■ **Work to be completed**
Every line of the entries below that carries the string "cannot" should be copied.

|---|

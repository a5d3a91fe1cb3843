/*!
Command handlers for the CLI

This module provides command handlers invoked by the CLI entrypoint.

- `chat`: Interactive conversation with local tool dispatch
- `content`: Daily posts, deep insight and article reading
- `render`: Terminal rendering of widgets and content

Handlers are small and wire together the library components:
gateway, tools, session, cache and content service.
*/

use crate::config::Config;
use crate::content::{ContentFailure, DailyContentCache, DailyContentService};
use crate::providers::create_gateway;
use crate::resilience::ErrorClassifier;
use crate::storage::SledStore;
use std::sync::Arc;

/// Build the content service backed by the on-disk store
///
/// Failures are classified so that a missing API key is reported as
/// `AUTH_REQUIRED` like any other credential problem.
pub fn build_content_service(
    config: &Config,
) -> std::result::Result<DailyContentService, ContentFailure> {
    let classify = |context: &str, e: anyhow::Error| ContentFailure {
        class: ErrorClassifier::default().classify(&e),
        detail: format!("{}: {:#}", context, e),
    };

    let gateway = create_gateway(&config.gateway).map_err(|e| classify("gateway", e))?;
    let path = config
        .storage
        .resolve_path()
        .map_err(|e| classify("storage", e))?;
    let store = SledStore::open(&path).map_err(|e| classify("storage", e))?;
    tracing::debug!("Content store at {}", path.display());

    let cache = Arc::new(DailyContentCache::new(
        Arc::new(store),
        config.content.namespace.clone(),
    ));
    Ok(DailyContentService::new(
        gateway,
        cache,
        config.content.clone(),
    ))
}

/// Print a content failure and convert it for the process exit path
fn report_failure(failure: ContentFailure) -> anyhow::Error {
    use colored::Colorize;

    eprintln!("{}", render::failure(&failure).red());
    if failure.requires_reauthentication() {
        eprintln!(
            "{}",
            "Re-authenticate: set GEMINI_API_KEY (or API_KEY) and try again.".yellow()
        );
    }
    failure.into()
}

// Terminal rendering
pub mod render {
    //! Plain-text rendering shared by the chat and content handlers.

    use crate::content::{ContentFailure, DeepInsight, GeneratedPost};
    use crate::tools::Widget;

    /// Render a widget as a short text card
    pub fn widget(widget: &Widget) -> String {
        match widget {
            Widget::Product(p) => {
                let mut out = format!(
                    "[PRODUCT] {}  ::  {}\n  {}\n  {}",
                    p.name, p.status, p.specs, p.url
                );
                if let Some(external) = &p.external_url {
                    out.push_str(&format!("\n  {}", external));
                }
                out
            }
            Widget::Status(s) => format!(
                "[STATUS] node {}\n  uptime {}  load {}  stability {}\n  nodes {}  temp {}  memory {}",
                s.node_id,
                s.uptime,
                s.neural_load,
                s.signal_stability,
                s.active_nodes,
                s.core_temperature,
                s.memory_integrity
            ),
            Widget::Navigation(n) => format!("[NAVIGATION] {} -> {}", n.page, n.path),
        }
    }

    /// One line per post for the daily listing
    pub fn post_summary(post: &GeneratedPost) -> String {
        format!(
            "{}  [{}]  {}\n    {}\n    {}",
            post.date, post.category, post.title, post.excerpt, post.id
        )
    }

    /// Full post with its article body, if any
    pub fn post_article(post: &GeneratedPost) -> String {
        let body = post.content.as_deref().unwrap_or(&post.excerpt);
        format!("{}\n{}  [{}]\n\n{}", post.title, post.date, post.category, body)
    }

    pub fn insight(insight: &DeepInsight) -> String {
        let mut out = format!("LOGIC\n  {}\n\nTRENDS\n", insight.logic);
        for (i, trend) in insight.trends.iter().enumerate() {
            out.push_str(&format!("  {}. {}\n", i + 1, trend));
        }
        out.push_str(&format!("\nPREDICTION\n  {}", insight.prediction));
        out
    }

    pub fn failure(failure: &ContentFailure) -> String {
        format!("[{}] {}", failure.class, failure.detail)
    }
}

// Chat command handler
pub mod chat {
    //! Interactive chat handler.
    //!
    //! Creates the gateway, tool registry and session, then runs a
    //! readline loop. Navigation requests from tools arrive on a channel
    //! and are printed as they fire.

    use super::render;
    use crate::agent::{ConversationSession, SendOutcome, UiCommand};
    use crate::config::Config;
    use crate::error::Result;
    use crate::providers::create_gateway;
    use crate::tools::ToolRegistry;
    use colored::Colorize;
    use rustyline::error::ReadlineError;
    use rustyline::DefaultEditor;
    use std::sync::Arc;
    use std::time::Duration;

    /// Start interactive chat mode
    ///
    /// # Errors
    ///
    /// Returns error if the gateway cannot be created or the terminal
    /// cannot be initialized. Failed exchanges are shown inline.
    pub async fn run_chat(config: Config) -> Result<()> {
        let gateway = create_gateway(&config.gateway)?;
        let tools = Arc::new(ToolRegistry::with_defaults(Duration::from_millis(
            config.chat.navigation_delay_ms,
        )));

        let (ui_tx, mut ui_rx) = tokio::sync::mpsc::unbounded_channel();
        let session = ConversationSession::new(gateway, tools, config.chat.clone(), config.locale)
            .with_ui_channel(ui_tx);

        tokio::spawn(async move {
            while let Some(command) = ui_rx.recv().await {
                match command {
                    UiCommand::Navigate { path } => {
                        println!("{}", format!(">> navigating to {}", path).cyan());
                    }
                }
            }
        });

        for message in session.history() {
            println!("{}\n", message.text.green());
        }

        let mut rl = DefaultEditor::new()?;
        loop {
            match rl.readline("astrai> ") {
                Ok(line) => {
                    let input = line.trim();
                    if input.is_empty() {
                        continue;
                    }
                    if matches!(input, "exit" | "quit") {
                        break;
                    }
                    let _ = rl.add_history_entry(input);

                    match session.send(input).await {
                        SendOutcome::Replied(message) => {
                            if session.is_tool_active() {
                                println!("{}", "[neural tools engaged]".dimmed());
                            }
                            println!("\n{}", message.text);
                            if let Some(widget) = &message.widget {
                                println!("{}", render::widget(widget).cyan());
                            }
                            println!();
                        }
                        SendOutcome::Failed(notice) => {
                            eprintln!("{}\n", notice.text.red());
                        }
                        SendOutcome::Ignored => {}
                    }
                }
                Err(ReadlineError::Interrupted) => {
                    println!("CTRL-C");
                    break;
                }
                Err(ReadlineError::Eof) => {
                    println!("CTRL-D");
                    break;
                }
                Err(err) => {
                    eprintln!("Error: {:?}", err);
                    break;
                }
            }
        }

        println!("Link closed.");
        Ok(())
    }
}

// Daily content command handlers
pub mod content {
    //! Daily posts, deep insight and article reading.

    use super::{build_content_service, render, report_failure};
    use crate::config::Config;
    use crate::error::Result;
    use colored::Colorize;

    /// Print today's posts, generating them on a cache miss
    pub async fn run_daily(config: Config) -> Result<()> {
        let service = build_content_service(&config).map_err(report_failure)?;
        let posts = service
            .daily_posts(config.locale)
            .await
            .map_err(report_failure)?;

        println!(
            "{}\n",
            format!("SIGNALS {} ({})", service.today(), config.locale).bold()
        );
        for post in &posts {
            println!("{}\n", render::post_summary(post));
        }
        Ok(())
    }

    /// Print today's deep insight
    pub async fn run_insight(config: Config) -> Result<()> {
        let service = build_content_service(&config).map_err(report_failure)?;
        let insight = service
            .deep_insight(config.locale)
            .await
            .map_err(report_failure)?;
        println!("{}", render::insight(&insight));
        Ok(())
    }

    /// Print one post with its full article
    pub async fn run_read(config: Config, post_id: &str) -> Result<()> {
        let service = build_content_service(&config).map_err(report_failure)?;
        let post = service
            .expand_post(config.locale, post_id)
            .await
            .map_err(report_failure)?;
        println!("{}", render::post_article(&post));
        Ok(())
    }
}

|---|

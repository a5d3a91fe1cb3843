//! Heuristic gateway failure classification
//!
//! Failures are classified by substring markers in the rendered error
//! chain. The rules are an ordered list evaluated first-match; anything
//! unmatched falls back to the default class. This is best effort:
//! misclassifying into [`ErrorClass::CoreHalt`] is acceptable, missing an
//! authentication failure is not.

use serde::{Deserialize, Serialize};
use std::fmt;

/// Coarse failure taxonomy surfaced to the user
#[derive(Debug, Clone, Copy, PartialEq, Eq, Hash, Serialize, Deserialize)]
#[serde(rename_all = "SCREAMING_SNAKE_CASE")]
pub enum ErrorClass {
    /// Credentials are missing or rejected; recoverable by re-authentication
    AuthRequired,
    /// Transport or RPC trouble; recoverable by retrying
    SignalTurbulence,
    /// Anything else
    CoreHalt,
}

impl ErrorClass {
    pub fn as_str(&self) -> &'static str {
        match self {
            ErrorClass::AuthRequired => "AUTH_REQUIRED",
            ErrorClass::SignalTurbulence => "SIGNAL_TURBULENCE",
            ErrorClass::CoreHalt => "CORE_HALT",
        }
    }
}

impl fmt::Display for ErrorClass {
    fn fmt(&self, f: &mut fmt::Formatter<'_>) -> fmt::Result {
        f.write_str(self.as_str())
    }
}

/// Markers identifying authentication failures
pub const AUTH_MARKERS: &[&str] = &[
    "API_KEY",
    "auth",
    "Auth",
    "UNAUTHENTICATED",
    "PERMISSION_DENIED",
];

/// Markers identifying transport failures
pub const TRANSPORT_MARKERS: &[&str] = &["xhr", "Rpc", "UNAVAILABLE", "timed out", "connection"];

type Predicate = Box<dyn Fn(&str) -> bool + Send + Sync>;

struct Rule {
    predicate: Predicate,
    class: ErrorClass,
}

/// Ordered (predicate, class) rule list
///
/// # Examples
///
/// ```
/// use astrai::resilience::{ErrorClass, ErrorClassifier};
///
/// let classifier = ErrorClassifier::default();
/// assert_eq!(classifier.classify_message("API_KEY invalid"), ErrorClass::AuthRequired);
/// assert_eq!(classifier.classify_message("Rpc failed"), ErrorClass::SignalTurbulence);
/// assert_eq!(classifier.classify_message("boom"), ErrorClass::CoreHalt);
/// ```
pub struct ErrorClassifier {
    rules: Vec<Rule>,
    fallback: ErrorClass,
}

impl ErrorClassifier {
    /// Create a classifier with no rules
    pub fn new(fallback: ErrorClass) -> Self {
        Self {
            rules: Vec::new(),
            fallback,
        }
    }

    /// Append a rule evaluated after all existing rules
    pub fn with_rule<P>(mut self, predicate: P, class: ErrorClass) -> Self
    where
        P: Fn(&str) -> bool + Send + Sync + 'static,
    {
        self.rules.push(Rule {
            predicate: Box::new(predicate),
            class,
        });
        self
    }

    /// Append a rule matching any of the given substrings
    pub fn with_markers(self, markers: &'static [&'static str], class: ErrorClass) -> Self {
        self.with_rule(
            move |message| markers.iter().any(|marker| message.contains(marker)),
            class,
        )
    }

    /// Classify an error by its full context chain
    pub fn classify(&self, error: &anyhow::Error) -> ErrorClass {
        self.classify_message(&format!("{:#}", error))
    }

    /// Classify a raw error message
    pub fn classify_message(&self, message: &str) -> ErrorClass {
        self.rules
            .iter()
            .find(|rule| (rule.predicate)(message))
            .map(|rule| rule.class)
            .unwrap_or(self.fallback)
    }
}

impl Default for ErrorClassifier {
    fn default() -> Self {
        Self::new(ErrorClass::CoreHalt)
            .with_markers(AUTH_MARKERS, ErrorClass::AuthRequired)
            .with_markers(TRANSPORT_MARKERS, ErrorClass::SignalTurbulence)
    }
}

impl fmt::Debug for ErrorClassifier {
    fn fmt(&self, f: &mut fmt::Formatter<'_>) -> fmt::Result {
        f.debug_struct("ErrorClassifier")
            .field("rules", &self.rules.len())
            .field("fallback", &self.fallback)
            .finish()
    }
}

|---|

■ **Solved problem**
    /// Returns error if the gateway cannot be created or the terminal
    /// cannot be initialized. Failed exchanges are shown inline.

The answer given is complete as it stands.